On the West Coast, owner/operators outraged by ballooning fuel costs are agitating to bring B.C.’s economy to a halt unless the government cuts prices at the pump. According to the Teamsters union representing them, they’re teetering on the verge of bankruptcy.

On the East Coast, they’re more sedate but just as concerned. Members of the Truckers Association of Nova Scotia are pushing their executives for a fuel escalation charge to be addended to the government work contracts they negotiated earlier this year. They’re terrified that a fuel spike this summer would drive them into bankruptcy.

What’s going on here? I thought the implementation of fuel surcharges by motor carriers over the past few years had basically made fuel pricing a non-issue. I thought we had learned from past mistakes that were responsible in large part for wiping out a quarter of the nation’s small carriers and more than a tenth of the owner/operators over the past five years.

I know with absolute certainty that shippers are paying fuel surcharges. Our own research clearly confirms that.

Our Transportation Buying Trends Survey included responses from more than 600 shippers of all sizes across a variety of industries in Canada.

And 99 per cent of them reported paying fuel surcharges. In fact I’ve heard of cases where fuel costs are representing almost 25 per cent of truckload costs for some shippers.

So there can be only three answers to what’s causing all the pain.

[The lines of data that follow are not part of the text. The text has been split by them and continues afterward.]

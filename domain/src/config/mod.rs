//! Configuration value objects for the domain layer
//!
//! These are domain concepts related to configuration that are
//! used across multiple layers.

mod output_format;
pub mod validation;

pub use output_format::OutputFormat;
pub use validation::{ConfigIssue, ConfigIssueCode, Severity};
//! Response generator adapters
//!
//! Live generation is out of scope; [`ReplayResponseGenerator`] feeds a
//! campaign from response sets that were generated earlier.

mod replay;

pub use replay::ReplayResponseGenerator;
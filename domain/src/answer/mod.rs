//! Answer values and comparison
//!
//! ```text
//! RawAnswer ──normalize()──▶ NormalizedAnswer ──AnswerComparator::same()──▶ bool
//! ```

pub mod comparator;
pub mod normalize;
pub mod raw;

pub use comparator::{
    AnswerComparator, ComparatorKind, ContainmentComparator, MultiSelectPolicy, StrictComparator,
    overlap_ratio,
};
pub use normalize::{MULTI_SEPARATOR, NormalizedAnswer, normalize};
pub use raw::RawAnswer;
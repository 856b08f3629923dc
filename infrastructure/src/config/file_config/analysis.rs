//! Analysis configuration from TOML (`[analysis]` section)

use consensus_application::AnalysisParams;
use consensus_domain::{
    AlignmentKind, ComparatorKind, ConfigIssue, ConfigIssueCode, InsightsParams,
    MultiSelectPolicy, ReportMode, Source,
};
use serde::{Deserialize, Serialize};

/// Raw analysis configuration from TOML
///
/// # Example
///
/// ```toml
/// [analysis]
/// comparator = "containment"   # "containment" or "strict"
/// multi_select = "overlap"     # "exact" or "overlap"
/// overlap_ratio = 0.5          # only read when multi_select = "overlap"
/// alignment = "positional"     # "positional" or "respondent_index"
/// consensus_window = 10
/// baseline = "gpt-4.1"         # source compared against; first set when unset
/// mode = "compare"             # "compare" or "aggregate"
/// ```
#[derive(Debug, Clone, PartialEq, Serialize, Deserialize)]
#[serde(default)]
pub struct FileAnalysisConfig {
    pub comparator: String,
    pub multi_select: String,
    pub overlap_ratio: Option<f64>,
    pub alignment: String,
    pub consensus_window: usize,
    pub baseline: Option<String>,
    pub mode: String,
}

const DEFAULT_OVERLAP_RATIO: f64 = 0.5;

impl Default for FileAnalysisConfig {
    fn default() -> Self {
        Self {
            comparator: "containment".to_string(),
            multi_select: "exact".to_string(),
            overlap_ratio: None,
            alignment: "positional".to_string(),
            consensus_window: consensus_domain::analysis::DEFAULT_CONSENSUS_WINDOW,
            baseline: None,
            mode: "compare".to_string(),
        }
    }
}

impl FileAnalysisConfig {
    /// Parse comparator name, falling back to containment with a warning.
    pub fn parse_comparator(&self) -> (ComparatorKind, Vec<ConfigIssue>) {
        match self.comparator.parse::<ComparatorKind>() {
            Ok(kind) => (kind, vec![]),
            Err(_) => (
                ComparatorKind::default(),
                vec![ConfigIssue::warning(
                    ConfigIssueCode::UnknownComparator,
                    format!(
                        "analysis.comparator: unknown value '{}', falling back to 'containment'",
                        self.comparator
                    ),
                )],
            ),
        }
    }

    /// Parse alignment name
    ///
    /// Accepts: "positional", "respondent_index", "respondent-index", "index"
    pub fn parse_alignment(&self) -> (AlignmentKind, Vec<ConfigIssue>) {
        match self.alignment.parse::<AlignmentKind>() {
            Ok(kind) => (kind, vec![]),
            Err(_) => (
                AlignmentKind::default(),
                vec![ConfigIssue::warning(
                    ConfigIssueCode::UnknownAlignment,
                    format!(
                        "analysis.alignment: unknown value '{}', falling back to 'positional'",
                        self.alignment
                    ),
                )],
            ),
        }
    }

    /// Parse the multi-select policy together with its overlap ratio.
    ///
    /// An out-of-range ratio is an error: silently clamping it would change
    /// every multi-select match.
    pub fn parse_multi_select(&self) -> (MultiSelectPolicy, Vec<ConfigIssue>) {
        let mut issues = Vec::new();
        let policy = match self.multi_select.trim().to_lowercase().as_str() {
            "exact" => {
                if self.overlap_ratio.is_some() {
                    issues.push(ConfigIssue::warning(
                        ConfigIssueCode::OverlapRatioIgnored,
                        "analysis.overlap_ratio: ignored while multi_select = 'exact'",
                    ));
                }
                MultiSelectPolicy::Exact
            }
            "overlap" | "jaccard" => {
                let ratio = self.overlap_ratio.unwrap_or(DEFAULT_OVERLAP_RATIO);
                if (0.0..=1.0).contains(&ratio) {
                    MultiSelectPolicy::Overlap { min_ratio: ratio }
                } else {
                    issues.push(ConfigIssue::error(
                        ConfigIssueCode::OverlapRatioOutOfRange,
                        format!(
                            "analysis.overlap_ratio: {} is outside 0.0..=1.0",
                            ratio
                        ),
                    ));
                    MultiSelectPolicy::Overlap {
                        min_ratio: DEFAULT_OVERLAP_RATIO,
                    }
                }
            }
            _ => {
                issues.push(ConfigIssue::warning(
                    ConfigIssueCode::UnknownMultiSelectPolicy,
                    format!(
                        "analysis.multi_select: unknown value '{}', falling back to 'exact'",
                        self.multi_select
                    ),
                ));
                MultiSelectPolicy::Exact
            }
        };
        (policy, issues)
    }

    pub fn parse_mode(&self) -> (ReportMode, Vec<ConfigIssue>) {
        match self.mode.parse::<ReportMode>() {
            Ok(mode) => (mode, vec![]),
            Err(_) => (
                ReportMode::default(),
                vec![ConfigIssue::warning(
                    ConfigIssueCode::UnknownReportMode,
                    format!(
                        "analysis.mode: unknown value '{}', falling back to 'compare'",
                        self.mode
                    ),
                )],
            ),
        }
    }

    /// Insight tuning; a zero window falls back to the default
    pub fn parse_insights(&self) -> (InsightsParams, Vec<ConfigIssue>) {
        let mut issues = Vec::new();
        let mut params = InsightsParams::default();

        if self.consensus_window == 0 {
            issues.push(ConfigIssue::warning(
                ConfigIssueCode::ZeroConsensusWindow,
                format!(
                    "analysis.consensus_window: 0 analyzes nothing, falling back to {}",
                    params.consensus_window
                ),
            ));
        } else {
            params = params.with_window(self.consensus_window);
        }

        if let Some(baseline) = self.baseline.as_deref().map(str::trim)
            && !baseline.is_empty()
        {
            let Ok(source) = baseline.parse::<Source>();
            params = params.with_baseline(source);
        }

        (params, issues)
    }

    /// Convert to application parameters, collecting every issue.
    pub fn to_analysis_params(&self) -> (AnalysisParams, Vec<ConfigIssue>) {
        let (comparator, mut issues) = self.parse_comparator();
        let (multi_select, multi_issues) = self.parse_multi_select();
        let (alignment, alignment_issues) = self.parse_alignment();
        let (insights, insight_issues) = self.parse_insights();
        let (mode, mode_issues) = self.parse_mode();
        issues.extend(multi_issues);
        issues.extend(alignment_issues);
        issues.extend(insight_issues);
        issues.extend(mode_issues);

        let params = AnalysisParams::default()
            .with_comparator(comparator)
            .with_multi_select(multi_select)
            .with_alignment(alignment)
            .with_insights(insights)
            .with_mode(mode);
        (params, issues)
    }
}
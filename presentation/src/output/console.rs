//! Console output formatter for analysis reports

use crate::output::formatter::ReportFormatter;
use colored::{ColoredString, Colorize};
use consensus_application::{QuestionConsensus, RunStabilityCampaignOutput, SurveyReport};
use consensus_domain::core::string::truncate;
use consensus_domain::{
    CampaignStatus, ConsensusResult, PairwiseAgreement, QuestionCatalog, SourceScore,
    StabilityStatus, SurveyInsights,
};

const QUESTION_WIDTH: usize = 60;
const MAX_FLAGGED_SHOWN: usize = 20;

/// Formats reports for console display
pub struct ConsoleFormatter;

impl ConsoleFormatter {
    pub fn format_consensus(questions: &[QuestionConsensus]) -> String {
        let mut output = Self::header("Consensus");
        output.push('\n');

        for q in questions {
            output.push_str(&format!(
                "\n{} {} {}\n",
                format!("Q{}.", q.question_number).cyan().bold(),
                truncate(&q.text, QUESTION_WIDTH),
                format!("[{}]", q.question_type).dimmed()
            ));
            if let Some(combined) = &q.combined {
                output.push_str(&format!("  {}\n", Self::consensus_line(combined)));
                for entry in combined.distribution.iter().skip(1) {
                    output.push_str(&format!(
                        "    {} {}\n",
                        format!("{:>3}x", entry.count).dimmed(),
                        entry.answer
                    ));
                }
            }
            for source in &q.per_source {
                output.push_str(&format!(
                    "  {:<20} {}\n",
                    source.source.to_string().yellow(),
                    Self::consensus_line(&source.consensus)
                ));
            }
        }

        output.push_str(&Self::footer());
        output
    }

    pub fn format_comparison(catalog: &QuestionCatalog, pair: &PairwiseAgreement) -> String {
        let mut output = Self::header(&format!("{} vs {}", pair.source_a, pair.source_b));
        output.push('\n');

        output.push_str(&format!(
            "\n{} {}\n",
            "Overall agreement:".cyan().bold(),
            Self::percent(pair.overall)
        ));
        output.push_str(&format!(
            "{} {}\n",
            "Aligned respondents:".cyan().bold(),
            pair.aligned_respondents
        ));
        if pair.degraded {
            output.push_str(&format!(
                "{}\n",
                "Sets differ in respondents or questions; only the overlap was compared"
                    .yellow()
            ));
        }

        output.push_str(&Self::section_header("Per question"));
        for q in &pair.per_question {
            let text = catalog
                .get(q.question_number)
                .map(|question| truncate(&question.text, QUESTION_WIDTH))
                .unwrap_or_default();
            let variance = if q.variance > 0 {
                format!("{}% variance", q.variance).red()
            } else {
                "0% variance".dimmed()
            };
            output.push_str(&format!(
                "{:<6} {} agree  {}  {}  {}\n",
                format!("Q{}", q.question_number),
                Self::percent(q.agreement),
                variance,
                format!("({} pairs)", q.comparable).dimmed(),
                text
            ));
        }

        output.push_str(&Self::footer());
        output
    }

    pub fn format_consistency(scores: &[SourceScore]) -> String {
        let mut output = Self::header("Internal consistency");
        output.push('\n');
        for score in scores {
            output.push_str(&format!(
                "  {:<24} {}\n",
                score.source.to_string().yellow(),
                Self::percent(score.score)
            ));
        }
        output.push_str(&Self::footer());
        output
    }

    pub fn format_stability(catalog: &QuestionCatalog, result: &RunStabilityCampaignOutput) -> String {
        let report = &result.report;
        let mut output = Self::header("Rerun stability");
        output.push('\n');

        let status = match report.status {
            CampaignStatus::Completed => report.status.as_str().green(),
            CampaignStatus::Failed => report.status.as_str().red(),
            _ => report.status.as_str().normal(),
        };
        output.push_str(&format!("\n{} {}\n", "Status:".cyan().bold(), status));
        output.push_str(&format!(
            "{} {} reruns x {} respondents ({} ms)\n",
            "Campaign:".cyan().bold(),
            report.rerun_count,
            report.respondents,
            result.elapsed().num_milliseconds()
        ));
        if !result.campaign.excluded_personas.is_empty() {
            let excluded: Vec<String> = result
                .campaign
                .excluded_personas
                .iter()
                .map(|p| p.to_string())
                .collect();
            output.push_str(&format!(
                "{} {}\n",
                "Excluded personas:".yellow().bold(),
                excluded.join(", ")
            ));
        }
        let overall = match report.overall {
            Some(score) => Self::percent(score),
            None => "No data".dimmed(),
        };
        output.push_str(&format!("{} {}\n", "Overall stability:".cyan().bold(), overall));

        output.push_str(&Self::section_header("Per question"));
        for q in &report.per_question {
            let text = catalog
                .get(q.question_number)
                .map(|question| truncate(&question.text, QUESTION_WIDTH))
                .unwrap_or_default();
            let label = match q.status {
                StabilityStatus::Scored { score, .. } => Self::percent(score),
                _ => q.label().dimmed(),
            };
            output.push_str(&format!(
                "{:<6} {:<16} {}\n",
                format!("Q{}", q.question_number),
                label,
                text
            ));
        }

        if report.flagged_count > 0 {
            output.push_str(&Self::section_header(&format!(
                "Unstable answers ({})",
                report.flagged_count
            )));
            for pair in report.flagged.iter().take(MAX_FLAGGED_SHOWN) {
                output.push_str(&format!(
                    "  respondent {} Q{}: {}\n",
                    pair.respondent_index,
                    pair.question_number,
                    pair.answers.join(" | ")
                ));
            }
            if report.flagged.len() > MAX_FLAGGED_SHOWN {
                output.push_str(&format!(
                    "  {}\n",
                    format!("... and {} more", report.flagged.len() - MAX_FLAGGED_SHOWN).dimmed()
                ));
            }
        }

        output.push_str(&Self::footer());
        output
    }

    pub fn format_insights(insights: &SurveyInsights) -> String {
        let mut output = Self::section_header("Insights");
        let optional = |value: Option<u8>| match value {
            Some(score) => Self::percent(score),
            None => "n/a".dimmed(),
        };

        output.push_str(&format!("  Total responses:     {}\n", insights.total_responses));
        output.push_str(&format!("  Questions analyzed:  {}\n", insights.questions_analyzed));
        output.push_str(&format!(
            "  Consensus strength:  {}\n",
            optional(insights.consensus_strength)
        ));
        output.push_str(&format!(
            "  Diversity index:     {}\n",
            optional(insights.diversity_index)
        ));
        if let Some(best) = &insights.most_consistent {
            output.push_str(&format!(
                "  Most consistent:     {} ({})\n",
                best.source.to_string().yellow(),
                Self::percent(best.score)
            ));
        }
        if let Some(divergent) = &insights.most_divergent {
            let baseline = insights
                .baseline
                .as_ref()
                .map(|b| format!(" vs {}", b))
                .unwrap_or_default();
            output.push_str(&format!(
                "  Most divergent:      {} ({} similar{})\n",
                divergent.source.to_string().yellow(),
                Self::percent(divergent.score),
                baseline
            ));
        }
        output
    }

    pub fn format_report(report: &SurveyReport) -> String {
        let mut output = Self::format_consensus(&report.questions);
        for pair in &report.comparisons {
            output.push_str(&format!(
                "{} vs {}: {} overall agreement{}\n",
                pair.source_a.to_string().yellow(),
                pair.source_b.to_string().yellow(),
                Self::percent(pair.overall),
                if pair.degraded { " (partial overlap)" } else { "" }
            ));
        }
        if !report.consistency.is_empty() {
            output.push_str(&Self::section_header("Internal consistency"));
            for score in &report.consistency {
                output.push_str(&format!(
                    "  {:<24} {}\n",
                    score.source.to_string().yellow(),
                    Self::percent(score.score)
                ));
            }
        }
        output.push_str(&Self::format_insights(&report.insights));
        output.push_str(&Self::footer());
        output
    }

    fn consensus_line(result: &ConsensusResult) -> String {
        if !result.has_data() {
            return result.dominant_answer.dimmed().to_string();
        }
        format!(
            "{} {} {}",
            result.dominant_answer.bold(),
            Self::percent(result.confidence),
            format!("(n={})", result.total).dimmed()
        )
    }

    fn percent(value: u8) -> ColoredString {
        let text = format!("{}%", value);
        match value {
            80.. => text.green(),
            50..=79 => text.yellow(),
            _ => text.red(),
        }
    }

    fn header(title: &str) -> String {
        let line = "=".repeat(60);
        format!("{}\n{:^60}\n{}", line.cyan(), title.bold(), line.cyan())
    }

    fn section_header(title: &str) -> String {
        format!("\n{}\n{}\n", title.cyan().bold(), "-".repeat(40))
    }

    fn footer() -> String {
        format!("\n{}\n", "=".repeat(60).cyan())
    }
}

impl ReportFormatter for ConsoleFormatter {
    fn consensus(&self, questions: &[QuestionConsensus]) -> String {
        Self::format_consensus(questions)
    }

    fn comparison(&self, catalog: &QuestionCatalog, pair: &PairwiseAgreement) -> String {
        Self::format_comparison(catalog, pair)
    }

    fn consistency(&self, scores: &[SourceScore]) -> String {
        Self::format_consistency(scores)
    }

    fn stability(&self, catalog: &QuestionCatalog, output: &RunStabilityCampaignOutput) -> String {
        Self::format_stability(catalog, output)
    }

    fn report(&self, report: &SurveyReport) -> String {
        Self::format_report(report)
    }
}
//! Integer percentage helpers shared by every metric

/// `round(numerator / denominator * 100)`; 0 when the denominator is 0
pub fn percent(numerator: usize, denominator: usize) -> u8 {
    if denominator == 0 {
        return 0;
    }
    ratio_to_percent(numerator as f64 / denominator as f64)
}

/// Convert a 0.0-1.0 ratio to a rounded, clamped percentage
pub fn ratio_to_percent(ratio: f64) -> u8 {
    (ratio * 100.0).round().clamp(0.0, 100.0) as u8
}

/// Rounded mean of percentages; `None` for an empty slice
pub fn mean_percent(values: &[u8]) -> Option<u8> {
    if values.is_empty() {
        return None;
    }
    let sum: u32 = values.iter().map(|&v| u32::from(v)).sum();
    Some((f64::from(sum) / values.len() as f64).round() as u8)
}
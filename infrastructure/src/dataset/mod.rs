//! JSON dataset loading
//!
//! Three file kinds are read:
//!
//! - question catalog: `{"questions": [...]}` or a bare array
//! - response set: `{"source": "...", "respondents": [...]}`
//! - persona list: `{"personas": [...]}` or a bare array

mod loader;

pub use loader::{DatasetError, DatasetLoader};
//! Report mode value object

use serde::{Deserialize, Serialize};
use std::fmt;
use std::str::FromStr;

/// How several response sets are reported
///
/// A pure parameter of reporting; it never changes the metrics themselves.
#[derive(Debug, Clone, Copy, PartialEq, Eq, Hash, Serialize, Deserialize, Default)]
#[serde(rename_all = "lowercase")]
pub enum ReportMode {
    /// Pairwise agreement against a baseline plus per-source consensus
    #[default]
    Compare,
    /// One combined consensus per question across every set
    Aggregate,
}

impl ReportMode {
    pub fn as_str(&self) -> &'static str {
        match self {
            ReportMode::Compare => "compare",
            ReportMode::Aggregate => "aggregate",
        }
    }
}

impl fmt::Display for ReportMode {
    fn fmt(&self, f: &mut fmt::Formatter<'_>) -> fmt::Result {
        write!(f, "{}", self.as_str())
    }
}

impl FromStr for ReportMode {
    type Err = String;

    fn from_str(s: &str) -> Result<Self, Self::Err> {
        match s.to_lowercase().as_str() {
            "compare" | "comparison" => Ok(ReportMode::Compare),
            "aggregate" | "combined" => Ok(ReportMode::Aggregate),
            _ => Err(format!(
                "Invalid report mode: {}. Valid options: compare, aggregate",
                s
            )),
        }
    }
}
//! Progress notification port
//!
//! Defines the interface for reporting progress during a rerun campaign.

use consensus_domain::{CampaignSnapshot, Persona};

/// Callback for progress updates during a rerun campaign
///
/// Implementations live in the presentation layer and can display
/// progress in various ways (progress bar, log lines, etc.)
pub trait CampaignProgressNotifier: Send + Sync {
    /// Called once the campaign is running
    fn on_campaign_start(&self, snapshot: &CampaignSnapshot, rerun_count: usize);

    /// Called when every rerun of one persona has finished
    fn on_persona_complete(&self, snapshot: &CampaignSnapshot, persona: &Persona, success: bool);

    /// Called when the campaign reached a terminal status
    fn on_campaign_complete(&self, snapshot: &CampaignSnapshot);
}

/// No-op progress notifier for when progress reporting is not needed
pub struct NoProgress;

impl CampaignProgressNotifier for NoProgress {
    fn on_campaign_start(&self, _snapshot: &CampaignSnapshot, _rerun_count: usize) {}
    fn on_persona_complete(&self, _snapshot: &CampaignSnapshot, _persona: &Persona, _success: bool) {}
    fn on_campaign_complete(&self, _snapshot: &CampaignSnapshot) {}
}
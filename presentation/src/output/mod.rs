//! Report formatting

pub mod console;
pub mod formatter;
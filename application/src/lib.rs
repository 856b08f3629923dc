//! Application layer for panel-consensus
//!
//! This crate contains use cases, port definitions, and application configuration.
//! It depends only on the domain layer.

pub mod config;
pub mod ports;
pub mod use_cases;

// Re-export commonly used types
pub use config::{AnalysisParams, CampaignParams};
pub use ports::{
    analysis_logger::{AnalysisEvent, AnalysisLogger, NoAnalysisLogger},
    progress::{CampaignProgressNotifier, NoProgress},
    response_generator::{GenerationError, ResponseGenerator},
};
pub use use_cases::analyze_survey::{
    AnalyzeError, AnalyzeSurveyInput, AnalyzeSurveyUseCase, QuestionConsensus, SourceConsensus,
    SurveyReport,
};
pub use use_cases::campaign_tracker::{CampaignTicket, CampaignTracker};
pub use use_cases::run_stability_campaign::{
    CampaignError, RunStabilityCampaignInput, RunStabilityCampaignOutput,
    RunStabilityCampaignUseCase,
};
//! CLI command definitions

use clap::{Args, Parser, Subcommand, ValueEnum};
use consensus_domain::{AlignmentKind, ComparatorKind, OutputFormat, ReportMode};
use std::path::PathBuf;

/// Output format for reports
#[derive(Debug, Clone, Copy, PartialEq, Eq, ValueEnum)]
pub enum FormatArg {
    /// Colored human-readable text
    Text,
    /// Pretty-printed JSON
    Json,
}

impl From<FormatArg> for OutputFormat {
    fn from(arg: FormatArg) -> Self {
        match arg {
            FormatArg::Text => OutputFormat::Text,
            FormatArg::Json => OutputFormat::Json,
        }
    }
}

#[derive(Debug, Clone, Copy, PartialEq, Eq, ValueEnum)]
pub enum ComparatorArg {
    /// Equal, or one normalized text contains the other
    Containment,
    /// Exact equality after normalization
    Strict,
}

impl From<ComparatorArg> for ComparatorKind {
    fn from(arg: ComparatorArg) -> Self {
        match arg {
            ComparatorArg::Containment => ComparatorKind::Containment,
            ComparatorArg::Strict => ComparatorKind::Strict,
        }
    }
}

#[derive(Debug, Clone, Copy, PartialEq, Eq, ValueEnum)]
pub enum AlignmentArg {
    /// Pair respondents by position
    Positional,
    /// Pair respondents by their respondent index
    RespondentIndex,
}

impl From<AlignmentArg> for AlignmentKind {
    fn from(arg: AlignmentArg) -> Self {
        match arg {
            AlignmentArg::Positional => AlignmentKind::Positional,
            AlignmentArg::RespondentIndex => AlignmentKind::RespondentIndex,
        }
    }
}

#[derive(Debug, Clone, Copy, PartialEq, Eq, ValueEnum)]
pub enum ModeArg {
    /// Pairwise agreement against a baseline plus per-source consensus
    Compare,
    /// Combined consensus over every set
    Aggregate,
}

impl From<ModeArg> for ReportMode {
    fn from(arg: ModeArg) -> Self {
        match arg {
            ModeArg::Compare => ReportMode::Compare,
            ModeArg::Aggregate => ReportMode::Aggregate,
        }
    }
}

/// CLI arguments for panel-consensus
#[derive(Parser, Debug)]
#[command(name = "panel-consensus")]
#[command(author, version, about = "Consensus and stability analysis for synthetic survey panels")]
#[command(long_about = r#"
panel-consensus compares the answers that simulated respondents gave to a survey.

Every command reads a question catalog (JSON) and one or more response sets
(JSON, one file per model or rerun). Answers are normalized and compared with
one comparator for the whole run.

Configuration files are loaded from (in priority order):
1. --config <path>              Explicit config file
2. PANEL_CONSENSUS_* variables  e.g. PANEL_CONSENSUS_ANALYSIS__COMPARATOR=strict
3. ./panel-consensus.toml       Project-level config
4. ~/.config/panel-consensus/config.toml   Global config

Example:
  panel-consensus consensus -Q questions.json --set gpt.json --set claude.json
  panel-consensus compare -Q questions.json --set gpt.json --set claude.json
  panel-consensus stability -Q questions.json --rerun r1.json --rerun r2.json --rerun r3.json
"#)]
pub struct Cli {
    #[command(subcommand)]
    pub command: Option<Command>,

    /// Output format (overrides [output].format)
    #[arg(short, long, value_enum, global = true)]
    pub format: Option<FormatArg>,

    /// Answer comparator (overrides [analysis].comparator)
    #[arg(long, value_enum, global = true)]
    pub comparator: Option<ComparatorArg>,

    /// Respondent alignment (overrides [analysis].alignment)
    #[arg(long, value_enum, global = true)]
    pub alignment: Option<AlignmentArg>,

    /// Verbosity level (-v = info, -vv = debug, -vvv = trace)
    #[arg(short, long, action = clap::ArgAction::Count, global = true)]
    pub verbose: u8,

    /// Suppress progress indicators
    #[arg(short, long, global = true)]
    pub quiet: bool,

    /// Path to configuration file
    #[arg(long, value_name = "PATH", global = true)]
    pub config: Option<PathBuf>,

    /// Disable loading of configuration files
    #[arg(long, global = true)]
    pub no_config: bool,

    /// Show configuration file locations and exit
    #[arg(long)]
    pub show_config: bool,

    /// Write diagnostic logs to this file instead of stderr
    #[arg(long, value_name = "PATH", global = true)]
    pub log_file: Option<PathBuf>,

    /// Append structured analysis events to this JSONL file
    #[arg(long, value_name = "PATH", global = true)]
    pub analysis_log: Option<PathBuf>,
}

#[derive(Subcommand, Debug)]
pub enum Command {
    /// Dominant answer and confidence per question over all sets
    Consensus(SetArgs),
    /// Pairwise agreement and variance between exactly two sets
    Compare(SetArgs),
    /// Internal consistency of each set
    Consistency(SetArgs),
    /// Replay rerun sets as a campaign and score answer stability
    Stability(StabilityArgs),
    /// Survey-level insights plus the per-question report
    Insights(InsightsArgs),
}

#[derive(Args, Debug, Clone)]
pub struct SetArgs {
    /// Question catalog JSON
    #[arg(short = 'Q', long, value_name = "PATH")]
    pub questions: PathBuf,

    /// Response set JSON (repeat for several sets)
    #[arg(short, long = "set", value_name = "PATH", required = true)]
    pub sets: Vec<PathBuf>,
}

#[derive(Args, Debug, Clone)]
pub struct StabilityArgs {
    /// Question catalog JSON
    #[arg(short = 'Q', long, value_name = "PATH")]
    pub questions: PathBuf,

    /// Rerun response set JSON, in rerun order (repeat for each rerun)
    #[arg(short, long = "rerun", value_name = "PATH", required = true)]
    pub reruns: Vec<PathBuf>,

    /// Persona list JSON; derived from the rerun files when omitted
    #[arg(long, value_name = "PATH")]
    pub personas: Option<PathBuf>,

    /// Generation calls in flight (overrides [campaign].max_concurrency)
    #[arg(long, value_name = "N")]
    pub max_concurrency: Option<usize>,
}

#[derive(Args, Debug, Clone)]
pub struct InsightsArgs {
    #[command(flatten)]
    pub input: SetArgs,

    /// Report mode (overrides [analysis].mode)
    #[arg(long, value_enum)]
    pub mode: Option<ModeArg>,

    /// Source compared against (overrides [analysis].baseline)
    #[arg(long, value_name = "SOURCE")]
    pub baseline: Option<String>,

    /// Questions averaged into consensus strength
    #[arg(long, value_name = "N")]
    pub window: Option<usize>,
}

1.Carriers are collecting fuel surcharges but they are not passing them on to owner/operators. I have a hard time believing this represents the majority of the problem. Why would carriers screw with the industry’s most precious resource: the qualified professional driver? Even if they were, I would imagine the distinct driver shortage would make it easy enough for owner/operators feeling abused to jump to a competing carrier.

2.Carriers are collecting and passing on fuel surcharges but they’re not enough because some owner/operator equipment is spec’d more for image than for fuel efficiency. I think there’s something to that. But although some owner/operator spec’ing practices require a good look in the mirror (just like car drivers have to consider if the big SUV is the best type of vehicle to deal with high fuel prices), I don’t think that’s the main cause of the pain.

3.Carriers have been either too slow or too reluctant to approach shippers about the latest price spikes. My gut feeling is – I have no empirical evidence yet – that’s where the majority of the problem may lie.

Whichever scenario is the best fit, we had better get things figured out and fast.

Although there’s no consensus on the direction of fuel pricing (many respected economists were predicting a drop in pricing this year) there are distinct fears we haven’t reached the peak of fuel pricing yet. OPIS, one of the better known oil price information services and think tanks in North America, for example, recently warned that diesel prices as high as US$3.00 per US gallon could be relatively common at the pump 15 months from now.